Here are some records; copy every line that holds the word "JSON".

Saved entries:
****************

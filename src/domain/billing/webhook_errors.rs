//! Errors raised while authenticating provider callbacks.

use thiserror::Error;

/// Why a webhook or push callback was rejected before touching the ledger.
#[derive(Debug, Clone, PartialEq, Eq, Error)]
pub enum WebhookError {
    /// The signature header was absent.
    #[error("Missing signature header")]
    MissingSignature,

    /// Webhook signature verification failed.
    #[error("Invalid signature")]
    InvalidSignature,

    /// Webhook timestamp is outside the acceptable window (5 minutes).
    #[error("Timestamp out of range")]
    TimestampOutOfRange,

    /// Event timestamp is in the future beyond clock skew tolerance.
    #[error("Invalid timestamp")]
    InvalidTimestamp,

    /// The push callback token did not match.
    #[error("Invalid callback token")]
    InvalidCallbackToken,

    /// A test-mode event reached an endpoint that only accepts live events.
    #[error("Test mode event rejected")]
    LivemodeMismatch,

    /// Failed to parse webhook payload or signature header.
    #[error("Parse error: {0}")]
    ParseError(String),
}

impl WebhookError {
    /// True for failures of authenticity, as opposed to a malformed but
    /// authentic payload.
    pub fn is_authentication_failure(&self) -> bool {
        !matches!(self, WebhookError::ParseError(_))
    }
}

#[cfg(test)]
mod tests {
    use super::*;

    #[test]
    fn invalid_signature_displays_correctly() {
        assert_eq!(WebhookError::InvalidSignature.to_string(), "Invalid signature");
    }

    #[test]
    fn parse_error_displays_message() {
        let err = WebhookError::ParseError("invalid JSON".to_string());
        assert_eq!(err.to_string(), "Parse error: invalid JSON");
    }

    #[test]
    fn authenticity_classification() {
        assert!(WebhookError::MissingSignature.is_authentication_failure());
        assert!(WebhookError::InvalidSignature.is_authentication_failure());
        assert!(WebhookError::TimestampOutOfRange.is_authentication_failure());
        assert!(WebhookError::InvalidTimestamp.is_authentication_failure());
        assert!(WebhookError::InvalidCallbackToken.is_authentication_failure());
        assert!(WebhookError::LivemodeMismatch.is_authentication_failure());
        assert!(!WebhookError::ParseError("x".to_string()).is_authentication_failure());
    }
}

****************

Finished task
        let err = WebhookError::ParseError("invalid JSON".to_string());
        assert_eq!(err.to_string(), "Parse error: invalid JSON");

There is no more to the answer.